RECORD EXTRACTS:
▬▬▬

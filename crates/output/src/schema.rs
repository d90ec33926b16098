//! Schema handling: introspection filtering, the prepared insert, DDL
//!
//! Pure string-level logic lives here so it can be exercised without a live
//! server; the writer only adds the query round-trips.

use silt_model::{ColumnType, ColumnWithType, TypeTag};

use crate::error::{Result, WriteError};

/// Columns discovered by introspecting `system.columns`.
pub(crate) struct IntrospectedColumn {
    pub name: String,
    pub type_name: String,
    pub default_kind: String,
}

/// Query used to introspect the destination table.
pub(crate) fn introspection_sql(database: &str, table: &str) -> String {
    format!(
        "SELECT name, type, default_kind FROM system.columns \
         WHERE database = '{database}' AND table = '{table}' ORDER BY position"
    )
}

/// Strip a `LowCardinality(T)` wrapper down to `T`.
pub(crate) fn strip_low_cardinality(type_name: &str) -> &str {
    type_name
        .strip_prefix("LowCardinality(")
        .and_then(|s| s.strip_suffix(')'))
        .unwrap_or(type_name)
}

/// Build the schema from introspected columns, excluding materialised
/// columns and anything the task excludes by name.
pub(crate) fn dims_from_introspection(
    columns: &[IntrospectedColumn],
    exclude: &[String],
) -> Result<Vec<ColumnWithType>> {
    let mut dims = Vec::with_capacity(columns.len());
    for col in columns {
        if col.default_kind == "MATERIALIZED" || exclude.iter().any(|e| e == &col.name) {
            continue;
        }
        let type_name = strip_low_cardinality(&col.type_name);
        let typ = ColumnType::parse(type_name)
            .map_err(|e| WriteError::Schema(format!("column {}: {e}", col.name)))?;
        dims.push(ColumnWithType::new(col.name.clone(), typ));
    }
    Ok(dims)
}

/// The parameterised insert statement, built once per init from the column
/// list and reused for every batch.
pub(crate) fn prepared_insert(database: &str, table: &str, dims: &[ColumnWithType]) -> String {
    let columns = dims
        .iter()
        .map(|d| format!("`{}`", d.name))
        .collect::<Vec<_>>()
        .join(",");
    let params = vec!["?"; dims.len()].join(",");
    format!("INSERT INTO {database}.{table} ({columns}) VALUES ({params})")
}

/// Additive DDL for accepted new keys, plus the optional distributed-table
/// rebuild. Statements run serially, in order.
pub(crate) fn schema_change_ddl(
    database: &str,
    table: &str,
    cluster: &str,
    dist_table: &str,
    new_keys: &[(String, TypeTag)],
) -> Vec<String> {
    let on_cluster = if cluster.is_empty() {
        String::new()
    } else {
        format!(" ON CLUSTER {cluster}")
    };

    let mut ddl: Vec<String> = new_keys
        .iter()
        .map(|(key, tag)| {
            format!(
                "ALTER TABLE {database}.{table}{on_cluster} ADD COLUMN IF NOT EXISTS `{key}` {}",
                tag.ddl_type()
            )
        })
        .collect();

    if !dist_table.is_empty() {
        ddl.push(format!(
            "DROP TABLE IF EXISTS {database}.{dist_table}{on_cluster}"
        ));
        ddl.push(format!(
            "CREATE TABLE {database}.{dist_table}{on_cluster} AS {database}.{table} \
             ENGINE = Distributed({cluster}, {database}, {table})"
        ));
    }

    ddl
}

#[cfg(test)]
mod tests {
    use super::*;
    use silt_model::ColumnKind;

    fn col(name: &str, type_name: &str, default_kind: &str) -> IntrospectedColumn {
        IntrospectedColumn {
            name: name.into(),
            type_name: type_name.into(),
            default_kind: default_kind.into(),
        }
    }

    #[test]
    fn test_strip_low_cardinality() {
        assert_eq!(strip_low_cardinality("LowCardinality(String)"), "String");
        assert_eq!(
            strip_low_cardinality("LowCardinality(Nullable(String))"),
            "Nullable(String)"
        );
        assert_eq!(strip_low_cardinality("Int64"), "Int64");
    }

    #[test]
    fn test_dims_skip_materialized_and_excluded() {
        let cols = vec![
            col("day", "Date", "MATERIALIZED"),
            col("time", "DateTime", ""),
            col("name", "LowCardinality(String)", ""),
            col("value", "Float64", ""),
            col("internal", "String", ""),
        ];
        let dims = dims_from_introspection(&cols, &["internal".to_string()]).unwrap();
        let names: Vec<_> = dims.iter().map(|d| d.name.as_str()).collect();
        assert_eq!(names, vec!["time", "name", "value"]);
        assert_eq!(dims[1].typ.kind, ColumnKind::String);
    }

    #[test]
    fn test_dims_reject_unknown_type() {
        let cols = vec![col("m", "AggregateFunction(sum, UInt64)", "")];
        assert!(dims_from_introspection(&cols, &[]).is_err());
    }

    #[test]
    fn test_prepared_insert_shape() {
        let dims = vec![
            ColumnWithType::new("time", ColumnType::parse("DateTime").unwrap()),
            ColumnWithType::new("value", ColumnType::parse("Float64").unwrap()),
        ];
        assert_eq!(
            prepared_insert("metrics", "cpu", &dims),
            "INSERT INTO metrics.cpu (`time`,`value`) VALUES (?,?)"
        );
    }

    #[test]
    fn test_schema_change_ddl_is_additive_only() {
        let ddl = schema_change_ddl(
            "metrics",
            "cpu",
            "",
            "",
            &[
                ("newkey1".to_string(), TypeTag::Int),
                ("newkey2".to_string(), TypeTag::Float),
                ("newkey3".to_string(), TypeTag::Str),
            ],
        );
        assert_eq!(
            ddl,
            vec![
                "ALTER TABLE metrics.cpu ADD COLUMN IF NOT EXISTS `newkey1` Nullable(Int64)",
                "ALTER TABLE metrics.cpu ADD COLUMN IF NOT EXISTS `newkey2` Nullable(Float64)",
                "ALTER TABLE metrics.cpu ADD COLUMN IF NOT EXISTS `newkey3` Nullable(String)",
            ]
        );
    }

    #[test]
    fn test_schema_change_ddl_with_cluster_and_dist_table() {
        let ddl = schema_change_ddl(
            "metrics",
            "cpu",
            "reports",
            "cpu_dist",
            &[("k".to_string(), TypeTag::Int)],
        );
        assert_eq!(ddl.len(), 3);
        assert_eq!(
            ddl[0],
            "ALTER TABLE metrics.cpu ON CLUSTER reports ADD COLUMN IF NOT EXISTS `k` Nullable(Int64)"
        );
        assert_eq!(
            ddl[1],
            "DROP TABLE IF EXISTS metrics.cpu_dist ON CLUSTER reports"
        );
        assert_eq!(
            ddl[2],
            "CREATE TABLE metrics.cpu_dist ON CLUSTER reports AS metrics.cpu \
             ENGINE = Distributed(reports, metrics, cpu)"
        );
    }
}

▬▬▬

WORK REQUEST:
Show all lines from the entries that hold "columns".

SOLUTION TO THIS PROBLEM:
/// Columns discovered by introspecting `system.columns`.
        "SELECT name, type, default_kind FROM system.columns \
/// Build the schema from introspected columns, excluding materialised
/// columns and anything the task excludes by name.
    columns: &[IntrospectedColumn],
    let mut dims = Vec::with_capacity(columns.len());
    for col in columns {
    let columns = dims
    format!("INSERT INTO {database}.{table} ({columns}) VALUES ({params})")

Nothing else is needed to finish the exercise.